水牛转录因子Klf4基因编码区序列克隆及在真核细胞中表达研究

Cloning the Coding Sequence of Buffalo Transcription Factor Klf4 and Expression in Eukaryotic Cells

Krüppel样因子4(Klf4)在调控细胞增殖、分化和胚胎发育中有重要作用,也是生产诱导多能干细胞(iPSC)重要的转录因子之一。本研究对水牛Klf4进行克隆和表达研究,为生产水牛iPSC和研究其在体细胞重编程中的机理奠定基础。采用RT-PCR克隆并分析水牛Klf4编码区序列(CDS);mRNA水平和蛋白水平检测Klf4在水牛胎儿成纤维细胞(BFF)和胃上皮细胞(BSEC)中的表达情况;构建表达水牛Klf4的逆转录病毒载体(pMX-Klf4)、病毒感染BFF、免疫荧光技术分析外源Klf4在BFF中的表达情况。结果表明:水牛CDS全长1 434 bp,氨基酸序列与牛、猪、人和鼠相应氨基酸序列的相似性分别为99%、97%、92%和92%,蛋白结构保守;内源Klf4在BFF和BSEC中都有表达,pMX介导的外源Klf4能在BFF中表达。
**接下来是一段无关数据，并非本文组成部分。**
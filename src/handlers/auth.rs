use axum::{
    extract::State,
    http::{header, HeaderMap},
    routing::{get, post},
    Json, Router,
};
use serde_json::json;
use tracing::info;

use crate::{
    auth::{AuthError, AuthenticatedUser, LoginCredentials},
    AppState,
};

pub fn routes() -> Router<AppState> {
    Router::new()
        .route("/login", post(login))
        .route("/logout", post(logout))
        .route("/me", get(me))
}

/// POST /auth/login
async fn login(
    State(state): State<AppState>,
    Json(credentials): Json<LoginCredentials>,
) -> Result<Json<serde_json::Value>, AuthError> {
    let token = state.auth.issue(&credentials).await?;
    info!(username = %credentials.username, "admin logged in");

    Ok(Json(json!({
        "success": true,
        "data": token,
    })))
}

/// POST /auth/logout revokes the presented session token.
async fn logout(
    State(state): State<AppState>,
    headers: HeaderMap,
) -> Result<Json<serde_json::Value>, AuthError> {
    let token = headers
        .get(header::AUTHORIZATION)
        .and_then(|v| v.to_str().ok())
        .and_then(|v| v.strip_prefix("Bearer "))
        .map(str::trim)
        .filter(|v| !v.is_empty())
        .ok_or(AuthError::MissingToken)?;

    state.auth.revoke(token).await?;

    Ok(Json(json!({
        "success": true,
        "message": "Logged out",
    })))
}

/// GET /auth/me returns the identity behind the session token.
async fn me(user: AuthenticatedUser) -> Json<serde_json::Value> {
    Json(json!({
        "success": true,
        "data": {
            "user_id": user.user_id,
            "username": user.username,
            "role": user.role,
        },
    }))
}
use axum::{
    http::StatusCode,
    response::{IntoResponse, Response},
    Json,
};
use serde::{Deserialize, Serialize};
use std::sync::OnceLock;

/// Whether error responses may carry internal detail. `IntoResponse` runs
/// without access to application state, so this one flag lives outside
/// `AppConfig`: `main` copies it here exactly once before serving, and the
/// `OnceLock` ignores later writes. Defaults to false.
static DEVELOPMENT_MODE: OnceLock<bool> = OnceLock::new();

pub fn set_development_mode(enabled: bool) {
    let _ = DEVELOPMENT_MODE.set(enabled);
}

fn development_mode() -> bool {
    DEVELOPMENT_MODE.get().copied().unwrap_or(false)
}

/// Standardized error body. Storefront clients key off `success` and
/// `message`; `details` is only populated in development mode.
#[derive(Debug, Serialize, Deserialize)]
pub struct ErrorResponse {
    pub success: bool,
    /// HTTP status category (e.g., "Not Found", "Bad Request")
    pub error: String,
    /// Human-readable error description
    pub message: String,
    /// Internal detail, development mode only
    #[serde(skip_serializing_if = "Option::is_none")]
    pub details: Option<String>,
    /// ISO 8601 timestamp when the error occurred
    pub timestamp: String,
}

#[derive(Debug, thiserror::Error)]
pub enum ServiceError {
    #[error("Database error: {0}")]
    DatabaseError(#[from] sea_orm::error::DbErr),

    #[error("Not found: {0}")]
    NotFound(String),

    #[error("Validation error: {0}")]
    ValidationError(String),

    #[error("Invalid input: {0}")]
    InvalidInput(String),

    #[error("Authentication error: {0}")]
    AuthError(String),

    #[error("Unauthorized: {0}")]
    Unauthorized(String),

    #[error("Forbidden: {0}")]
    Forbidden(String),

    #[error("Conflict: {0}")]
    Conflict(String),

    #[error("Bad request: {0}")]
    BadRequest(String),

    #[error("Event error: {0}")]
    EventError(String),

    #[error("Serialization error: {0}")]
    SerializationError(String),

    #[error("Internal error: {0}")]
    InternalError(String),

    #[error("Other error: {0}")]
    Other(#[from] anyhow::Error),
}

impl From<validator::ValidationErrors> for ServiceError {
    fn from(err: validator::ValidationErrors) -> Self {
        ServiceError::ValidationError(err.to_string())
    }
}

impl From<serde_json::Error> for ServiceError {
    fn from(err: serde_json::Error) -> Self {
        ServiceError::SerializationError(err.to_string())
    }
}

impl ServiceError {
    /// Returns the HTTP status code for this error.
    /// This is the single source of truth for error-to-status mapping.
    pub fn status_code(&self) -> StatusCode {
        match self {
            Self::DatabaseError(_) => StatusCode::INTERNAL_SERVER_ERROR,
            Self::NotFound(_) => StatusCode::NOT_FOUND,
            Self::ValidationError(_) | Self::InvalidInput(_) | Self::BadRequest(_) => {
                StatusCode::BAD_REQUEST
            }
            Self::AuthError(_) | Self::Unauthorized(_) => StatusCode::UNAUTHORIZED,
            Self::Forbidden(_) => StatusCode::FORBIDDEN,
            Self::Conflict(_) => StatusCode::CONFLICT,
            Self::EventError(_)
            | Self::SerializationError(_)
            | Self::InternalError(_)
            | Self::Other(_) => StatusCode::INTERNAL_SERVER_ERROR,
        }
    }

    /// Returns the error message suitable for HTTP responses.
    /// Internal errors return generic messages to avoid leaking implementation details.
    pub fn response_message(&self) -> String {
        match self {
            Self::DatabaseError(_) => "Database error".to_string(),
            Self::EventError(_)
            | Self::SerializationError(_)
            | Self::InternalError(_)
            | Self::Other(_) => "Internal server error".to_string(),
            // For user-facing errors, return the actual message
            Self::NotFound(msg)
            | Self::ValidationError(msg)
            | Self::InvalidInput(msg)
            | Self::BadRequest(msg)
            | Self::AuthError(msg)
            | Self::Unauthorized(msg)
            | Self::Forbidden(msg)
            | Self::Conflict(msg) => msg.clone(),
        }
    }

    fn is_internal(&self) -> bool {
        self.status_code() == StatusCode::INTERNAL_SERVER_ERROR
    }
}

impl IntoResponse for ServiceError {
    fn into_response(self) -> Response {
        let status = self.status_code();

        // Business rejections are expected outcomes; only infrastructure
        // failures are logged as errors.
        if self.is_internal() {
            tracing::error!(error = %self, "request failed");
        } else {
            tracing::debug!(error = %self, "request rejected");
        }

        let details = if self.is_internal() && development_mode() {
            Some(self.to_string())
        } else {
            None
        };

        let err = ErrorResponse {
            success: false,
            error: status.canonical_reason().unwrap_or("Error").to_string(),
            message: self.response_message(),
            details,
            timestamp: chrono::Utc::now().to_rfc3339(),
        };

        (status, Json(err)).into_response()
    }
}

#[cfg(test)]
mod tests {
    use super::*;
    use assert_matches::assert_matches;

    #[test]
    fn status_mapping_covers_rejection_classes() {
        assert_eq!(
            ServiceError::NotFound("x".into()).status_code(),
            StatusCode::NOT_FOUND
        );
        assert_eq!(
            ServiceError::InvalidInput("x".into()).status_code(),
            StatusCode::BAD_REQUEST
        );
        assert_eq!(
            ServiceError::Unauthorized("x".into()).status_code(),
            StatusCode::UNAUTHORIZED
        );
        assert_eq!(
            ServiceError::DatabaseError(sea_orm::DbErr::Custom("boom".into())).status_code(),
            StatusCode::INTERNAL_SERVER_ERROR
        );
    }

    #[test]
    fn internal_errors_do_not_leak_detail() {
        let err = ServiceError::DatabaseError(sea_orm::DbErr::Custom("secret detail".into()));
        assert_eq!(err.response_message(), "Database error");
    }

    #[test]
    fn validation_errors_convert() {
        let mut errors = validator::ValidationErrors::new();
        errors.add("code", validator::ValidationError::new("required"));
        let err: ServiceError = errors.into();
        assert_matches!(err, ServiceError::ValidationError(_));
    }
}
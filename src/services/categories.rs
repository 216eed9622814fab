use crate::{
    db::DbPool,
    entities::{
        category::{
            self, ActiveModel as CategoryActiveModel, Entity as CategoryEntity,
            Model as CategoryModel,
        },
        product,
    },
    errors::ServiceError,
};
use chrono::Utc;
use sea_orm::{
    ActiveModelTrait, ColumnTrait, EntityTrait, PaginatorTrait, QueryFilter, QueryOrder, Set,
};
use serde::{Deserialize, Serialize};
use std::sync::Arc;
use tracing::{info, instrument};
use uuid::Uuid;
use validator::Validate;

#[derive(Debug, Serialize, Deserialize, Validate)]
pub struct CreateCategoryRequest {
    #[validate(length(min = 1, max = 100, message = "Category name is required"))]
    pub name: String,
    pub description: Option<String>,
}

#[derive(Debug, Default, Serialize, Deserialize, Validate)]
pub struct UpdateCategoryRequest {
    #[validate(length(min = 1, max = 100, message = "Category name cannot be empty"))]
    pub name: Option<String>,
    pub description: Option<String>,
}

/// Service for menu categories.
#[derive(Clone)]
pub struct CategoryService {
    db_pool: Arc<DbPool>,
}

impl CategoryService {
    pub fn new(db_pool: Arc<DbPool>) -> Self {
        Self { db_pool }
    }

    #[instrument(skip(self, request), fields(name = %request.name))]
    pub async fn create_category(
        &self,
        request: CreateCategoryRequest,
    ) -> Result<CategoryModel, ServiceError> {
        request
            .validate()
            .map_err(|e| ServiceError::ValidationError(e.to_string()))?;

        let model = CategoryActiveModel {
            id: Set(Uuid::new_v4()),
            name: Set(request.name),
            description: Set(request.description),
            created_at: Set(Utc::now()),
            updated_at: Set(None),
        };

        let created = model.insert(&*self.db_pool).await?;
        info!(category_id = %created.id, "category created");
        Ok(created)
    }

    pub async fn get_category(&self, category_id: Uuid) -> Result<CategoryModel, ServiceError> {
        CategoryEntity::find_by_id(category_id)
            .one(&*self.db_pool)
            .await?
            .ok_or_else(|| ServiceError::NotFound("Category not found".to_string()))
    }

    /// Categories are few; the list is unpaginated and name-ordered.
    pub async fn list_categories(&self) -> Result<Vec<CategoryModel>, ServiceError> {
        Ok(CategoryEntity::find()
            .order_by_asc(category::Column::Name)
            .all(&*self.db_pool)
            .await?)
    }

    #[instrument(skip(self, request), fields(category_id = %category_id))]
    pub async fn update_category(
        &self,
        category_id: Uuid,
        request: UpdateCategoryRequest,
    ) -> Result<CategoryModel, ServiceError> {
        request
            .validate()
            .map_err(|e| ServiceError::ValidationError(e.to_string()))?;

        let existing = self.get_category(category_id).await?;
        let mut active: CategoryActiveModel = existing.into();

        if let Some(name) = request.name {
            active.name = Set(name);
        }
        if let Some(description) = request.description {
            active.description = Set(Some(description));
        }
        active.updated_at = Set(Some(Utc::now()));

        Ok(active.update(&*self.db_pool).await?)
    }

    /// A category that still has products cannot be removed.
    #[instrument(skip(self), fields(category_id = %category_id))]
    pub async fn delete_category(&self, category_id: Uuid) -> Result<(), ServiceError> {
        let existing = self.get_category(category_id).await?;

        let product_count = product::Entity::find()
            .filter(product::Column::CategoryId.eq(category_id))
            .count(&*self.db_pool)
            .await?;
        if product_count > 0 {
            return Err(ServiceError::Conflict(
                "Cannot delete a category that still has products".to_string(),
            ));
        }

        let active: CategoryActiveModel = existing.into();
        active.delete(&*self.db_pool).await?;
        info!(category_id = %category_id, "category deleted");
        Ok(())
    }
}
Krtippel-like transcription factor 4 （Klf4） is one of the defined factors for iPSC generation. Klf4 plays an important role in regulation of cell proliferation, cell differentiation, embryos development. The cloning and expres- sion of buffalo Klf4 will provide a good foundation to generate buffalo iPSC and investigate the function of Klf4 in the reprogramming process. The coding sequence （CDS） of Klf4 was amplified by RT-PCR and analyzed by bio- informatics; mRNA and protein expression of Klf4 were detected in buffalo fetal fibroblasts （BFF） and buffalo stomach epithelial cells （BSEC）; retroviral vector containing Klf4 was reconstructed, and transfected into BFF, the expression of Klf4 was detected by immunofluorescence. The results showed that the CDS length of Klf4 was 1 434 bp, and the amino acids sequence exhibited high homology with bovine, pig, human and mouse, the percentage of similarity was 99%, 97%, 92% and 92% respectively; Klf4 expressed both in BFF and BSEC, pMX retrovirus based Klf4 could be expressed in the BFF.